→ Stored data entries:
***

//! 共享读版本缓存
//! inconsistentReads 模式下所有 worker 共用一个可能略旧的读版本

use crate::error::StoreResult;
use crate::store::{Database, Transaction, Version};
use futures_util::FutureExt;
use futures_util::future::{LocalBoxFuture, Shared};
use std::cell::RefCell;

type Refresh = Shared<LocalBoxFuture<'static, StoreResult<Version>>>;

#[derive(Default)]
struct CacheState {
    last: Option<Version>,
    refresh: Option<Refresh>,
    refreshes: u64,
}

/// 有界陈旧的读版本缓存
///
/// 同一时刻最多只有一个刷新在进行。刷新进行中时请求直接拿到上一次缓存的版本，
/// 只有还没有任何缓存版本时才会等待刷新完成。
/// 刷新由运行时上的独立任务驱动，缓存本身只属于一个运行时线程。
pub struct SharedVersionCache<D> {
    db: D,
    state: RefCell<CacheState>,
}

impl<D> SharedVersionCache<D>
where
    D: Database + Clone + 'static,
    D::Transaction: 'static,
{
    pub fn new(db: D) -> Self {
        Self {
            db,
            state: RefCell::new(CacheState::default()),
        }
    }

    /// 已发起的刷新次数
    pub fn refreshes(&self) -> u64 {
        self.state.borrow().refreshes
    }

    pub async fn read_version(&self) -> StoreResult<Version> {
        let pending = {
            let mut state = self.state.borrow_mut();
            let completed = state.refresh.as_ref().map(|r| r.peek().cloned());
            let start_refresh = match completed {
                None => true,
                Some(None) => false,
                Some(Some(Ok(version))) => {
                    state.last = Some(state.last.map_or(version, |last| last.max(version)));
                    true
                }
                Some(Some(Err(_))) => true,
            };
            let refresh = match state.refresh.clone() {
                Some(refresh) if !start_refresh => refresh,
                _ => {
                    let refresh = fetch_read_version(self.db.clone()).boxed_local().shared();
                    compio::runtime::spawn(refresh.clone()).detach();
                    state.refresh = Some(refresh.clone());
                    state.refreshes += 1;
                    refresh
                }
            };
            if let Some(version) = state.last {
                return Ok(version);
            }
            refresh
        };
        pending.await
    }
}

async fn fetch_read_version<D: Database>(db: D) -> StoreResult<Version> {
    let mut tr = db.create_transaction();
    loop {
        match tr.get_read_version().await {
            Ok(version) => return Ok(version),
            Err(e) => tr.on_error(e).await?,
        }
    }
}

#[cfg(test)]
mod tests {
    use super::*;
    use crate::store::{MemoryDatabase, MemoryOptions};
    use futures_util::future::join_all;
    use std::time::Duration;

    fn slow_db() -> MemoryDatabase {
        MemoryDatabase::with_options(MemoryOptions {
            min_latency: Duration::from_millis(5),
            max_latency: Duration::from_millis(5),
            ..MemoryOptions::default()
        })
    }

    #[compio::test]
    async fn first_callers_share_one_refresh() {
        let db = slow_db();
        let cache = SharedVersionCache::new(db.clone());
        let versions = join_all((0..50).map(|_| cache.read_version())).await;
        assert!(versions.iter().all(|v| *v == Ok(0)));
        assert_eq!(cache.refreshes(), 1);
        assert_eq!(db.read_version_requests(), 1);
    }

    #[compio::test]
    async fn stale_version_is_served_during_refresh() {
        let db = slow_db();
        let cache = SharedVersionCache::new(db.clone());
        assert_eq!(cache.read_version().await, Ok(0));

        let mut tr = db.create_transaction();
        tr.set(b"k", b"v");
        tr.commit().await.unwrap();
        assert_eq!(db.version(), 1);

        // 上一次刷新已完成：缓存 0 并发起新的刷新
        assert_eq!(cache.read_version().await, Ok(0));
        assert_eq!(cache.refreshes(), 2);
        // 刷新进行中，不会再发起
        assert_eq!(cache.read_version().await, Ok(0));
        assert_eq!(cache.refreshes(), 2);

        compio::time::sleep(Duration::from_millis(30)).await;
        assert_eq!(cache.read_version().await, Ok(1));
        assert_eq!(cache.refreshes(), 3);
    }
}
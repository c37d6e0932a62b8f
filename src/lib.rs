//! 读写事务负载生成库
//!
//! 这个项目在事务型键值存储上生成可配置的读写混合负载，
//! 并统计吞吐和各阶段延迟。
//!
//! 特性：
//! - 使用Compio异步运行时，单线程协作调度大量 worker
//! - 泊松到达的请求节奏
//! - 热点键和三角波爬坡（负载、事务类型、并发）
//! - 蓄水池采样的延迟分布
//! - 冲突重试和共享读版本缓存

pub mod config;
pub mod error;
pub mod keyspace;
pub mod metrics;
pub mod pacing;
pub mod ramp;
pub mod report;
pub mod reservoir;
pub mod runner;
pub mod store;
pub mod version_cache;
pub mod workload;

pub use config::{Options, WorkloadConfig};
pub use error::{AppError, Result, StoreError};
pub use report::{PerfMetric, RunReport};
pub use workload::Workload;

***

→ PROBLEM TO SOLVE: Take every line above where "MemoryDatabase" appears and copy it.

→ RESULT BELOW:
    use crate::store::{MemoryDatabase, MemoryOptions};
    fn slow_db() -> MemoryDatabase {
        MemoryDatabase::with_options(MemoryOptions {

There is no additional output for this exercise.